In this example, we will try to predict a condition of heart disease through a classification algorithm based on neural networks. To do this, we will use the Heart Disease Data Set, which is available in the UCI Machine Learning Repository.

These databases contain several pieces of data information on heart disease instances. These are provided by the following four clinical institutions: Cleveland Clinic Foundation (CCF), Hungarian Institute of Cardiology (HIC), Long Beach Medical Center (LBMC), and University Hospital in Switzerland (SUH).

More specifically, we will refer to the data that was made available by the CCF (edited by Robert Detrano, MD, PhD). This database contains 76 attributes, but all published experiments refer to using a subset of 14 of them.
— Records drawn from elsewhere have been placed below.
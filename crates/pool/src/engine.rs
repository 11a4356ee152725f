//! Seams between the pool and the rendering backend.

use std::time::Duration;

use async_trait::async_trait;
use folio_core::job::RenderJob;

use crate::handle::WorkerId;

/// Errors raised by a render engine or one of its worker processes.
#[derive(Debug, Clone, thiserror::Error)]
pub enum EngineError {
    /// The worker process died or produced no output. The handle must not
    /// be reused.
    #[error("Worker crashed: {0}")]
    Crashed(String),

    /// The document itself was rejected. Retrying on another worker will
    /// not help.
    #[error("Render rejected: {0}")]
    Rejected(String),

    /// A new worker could not be started.
    #[error("Worker launch failed: {0}")]
    Launch(String),

    #[error("Timed out after {0:?}")]
    Timeout(Duration),
}

impl EngineError {
    /// Whether the failure poisons the worker that produced it.
    pub fn is_worker_fault(&self) -> bool {
        matches!(self, Self::Crashed(_) | Self::Timeout(_))
    }
}

/// Starts worker processes.
#[async_trait]
pub trait RenderEngine: Send + Sync {
    /// Launch a new worker. This is the expensive cold start the pool exists
    /// to amortise.
    async fn launch(&self, id: WorkerId) -> Result<Box<dyn WorkerProcess>, EngineError>;
}

/// One running worker.
#[async_trait]
pub trait WorkerProcess: Send + Sync {
    /// Render one job to PDF bytes.
    async fn render(&self, job: &RenderJob) -> Result<Vec<u8>, EngineError>;

    /// Release every resource held by the worker. Called exactly once, after
    /// the pool has stopped lending it.
    async fn close(&self);
}
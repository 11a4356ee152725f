//! Persistent sessions for batch and pipelined calls.
//!
//! Provides connection management, heartbeat monitoring, the JSON frame
//! protocol and the HTTP upgrade handler used by Axum routes.

mod handler;
mod heartbeat;
pub mod manager;
pub mod protocol;

pub use handler::session_handler;
pub use heartbeat::start_heartbeat;
pub use manager::WsManager;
The goal is to predict the presence of heart disease in the patient. The target is an integer value from 0 (no presence) to 4. Experiments with the Cleveland database have concentrated on simply attempting to distinguish presence (values 1, 2, 3, 4) from absence (value 0).
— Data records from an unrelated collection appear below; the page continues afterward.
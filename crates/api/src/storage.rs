//! Filesystem-backed [`StorageSink`].
//!
//! Outputs are written to `<root>/<partition>/<job_id>.pdf` and served back
//! under `/files` by the router.

use std::path::{Path, PathBuf};

use async_trait::async_trait;
use folio_core::error::CoreError;
use folio_core::storage::{StorageSink, UploadMetadata};

/// Route prefix the storage directory is mounted under.
pub const FILES_ROUTE: &str = "/files";

pub struct LocalStorageSink {
    root: PathBuf,
    public_base_url: String,
}

impl LocalStorageSink {
    pub fn new(root: impl Into<PathBuf>, public_base_url: &str) -> Self {
        Self {
            root: root.into(),
            public_base_url: public_base_url.trim_end_matches('/').to_string(),
        }
    }

    pub fn root(&self) -> &Path {
        &self.root
    }

    fn relative_path(metadata: &UploadMetadata) -> String {
        format!("{}/{}.pdf", metadata.partition, metadata.job_id)
    }
}

#[async_trait]
impl StorageSink for LocalStorageSink {
    async fn upload(&self, bytes: Vec<u8>, metadata: &UploadMetadata) -> Result<String, CoreError> {
        let relative = Self::relative_path(metadata);
        let dest = self.root.join(&relative);
        if let Some(parent) = dest.parent() {
            tokio::fs::create_dir_all(parent)
                .await
                .map_err(|e| CoreError::Internal(format!("Failed to create output dir: {e}")))?;
        }

        // Write then rename so a reader never sees a partial file.
        let staging = dest.with_extension("pdf.part");
        tokio::fs::write(&staging, &bytes)
            .await
            .map_err(|e| CoreError::Internal(format!("Failed to write output: {e}")))?;
        if let Err(e) = tokio::fs::rename(&staging, &dest).await {
            let _ = tokio::fs::remove_file(&staging).await;
            return Err(CoreError::Internal(format!("Failed to publish output: {e}")));
        }

        tracing::debug!(
            job_id = %metadata.job_id,
            partition = %metadata.partition,
            size_bytes = bytes.len(),
            "Output written",
        );
        Ok(format!("{}{FILES_ROUTE}/{relative}", self.public_base_url))
    }
}

#[cfg(test)]
mod tests {
    use folio_core::storage::PDF_CONTENT_TYPE;
    use folio_core::types::PartitionKey;
    use uuid::Uuid;

    use super::*;

    fn metadata(job_id: Uuid) -> UploadMetadata {
        UploadMetadata {
            job_id,
            caller_id: 3,
            partition: PartitionKey::for_caller(3),
            content_type: PDF_CONTENT_TYPE,
            tag: None,
        }
    }

    #[tokio::test]
    async fn upload_writes_file_and_returns_public_url() {
        let dir = tempfile::tempdir().unwrap();
        let sink = LocalStorageSink::new(dir.path(), "http://localhost:3000/");
        let job_id = Uuid::new_v4();

        let url = sink.upload(b"%PDF-1.7".to_vec(), &metadata(job_id)).await.unwrap();

        assert_eq!(
            url,
            format!("http://localhost:3000/files/caller-3/{job_id}.pdf")
        );
        let written = std::fs::read(dir.path().join(format!("caller-3/{job_id}.pdf"))).unwrap();
        assert_eq!(written, b"%PDF-1.7");
        assert!(!dir
            .path()
            .join(format!("caller-3/{job_id}.pdf.part"))
            .exists());
    }

    #[tokio::test]
    async fn upload_into_unwritable_root_fails() {
        let dir = tempfile::tempdir().unwrap();
        let blocker = dir.path().join("not-a-dir");
        std::fs::write(&blocker, b"x").unwrap();
        let sink = LocalStorageSink::new(&blocker, "http://localhost:3000");

        let result = sink.upload(b"%PDF".to_vec(), &metadata(Uuid::new_v4())).await;
        assert!(result.is_err());
    }
}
The following list shows all the variables, followed by a brief description:

• Number of instances: 302
• Number of attributes: 14 continuous attributes (including the class attribute HeartDisease)
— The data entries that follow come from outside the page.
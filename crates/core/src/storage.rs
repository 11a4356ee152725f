//! Output storage seam.

use async_trait::async_trait;
use serde::Serialize;
use uuid::Uuid;

use crate::error::CoreError;
use crate::types::{CallerId, PartitionKey};

pub const PDF_CONTENT_TYPE: &str = "application/pdf";

/// Everything a sink may want to record alongside the rendered bytes.
#[derive(Debug, Clone, Serialize)]
pub struct UploadMetadata {
    pub job_id: Uuid,
    pub caller_id: CallerId,
    pub partition: PartitionKey,
    pub content_type: &'static str,
    /// Caller tag copied from the job.
    pub tag: Option<serde_json::Value>,
}

/// Destination for finished renders. Returns the URL the caller should use
/// to fetch the output. A failed upload fails the job.
#[async_trait]
pub trait StorageSink: Send + Sync {
    async fn upload(&self, bytes: Vec<u8>, metadata: &UploadMetadata) -> Result<String, CoreError>;
}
Each of the attributes are detailed as follows:

• age: Age in years
• sex: Sex (1 = male; 0 = female)
• cp: Chest pain type (Value 1: typical angina; Value 2: atypical angina; Value 3: non-anginal pain, Value 4: asymptomatic)
• trestbps: Resting blood pressure (in mm Hg on admission to the hospital)
• chol: Serum cholestoral in mg/dl
• fbs: (fasting blood sugar > 120 mg/dl) (1 = true; 0 = false)
• restecg: Resting electrocardiographic results (Value 0: normal; Value 1: having ST-T wave abnormality (T wave inversions and/or ST elevation or depression of > 0.05 mV), Value 2: showing probable or definite left ventricular hypertrophy by Estes' criteria)
• thalach: Maximum heart rate achieved
• exang: Exercise induced angina (1 = yes; 0 = no)
• oldpeak: ST depression induced by exercise relative to rest
• slope: The slope of the peak exercise ST segment (Value 1: upsloping; Value 2: flat; Value 3: downsloping)
• ca: Number of major vessels (0-3) colored by flourosopy
• thal: 3 = normal; 6 = fixed defect; 7 = reversable defect
• HeartDisease: Diagnosis of heart disease – angiographic disease status (Value 0: < 50% diameter narrowing; Value 1: > 50% diameter narrowing)—in any major vessel: attributes 59 through 68 are vessels

The data is available in a .xlsx file named ClevelandData.xlsx, which can be downloaded from the UCI dataset. To make our job easier, the target has been reworked to present only two values (0 and 1). To start, let's look at how we can import the data into Python. To do this, we will use the read_excel module of the pandas library. The read_ excel method reads an Excel table into a pandas DataFrame. The first thing to do is import the library that we will use:

import pandas as pd

The available data does not contain the header, so it is necessary to retrieve the names of the variables that are contained in another file, which is always available in the UCI archive. Let's put them in a list:

HDNames= ['age','sex','cp','trestbps','chol','fbs','restecg','thalach','exang','oldpeak','slope','ca','hal',' HeartDisease ']

Now let's import the data contained in the dataset in Python:

Data = pd.read_excel('ClevelandData.xlsx', names=HDNames)

Two parameters are passed: filename, and the list of column names to use.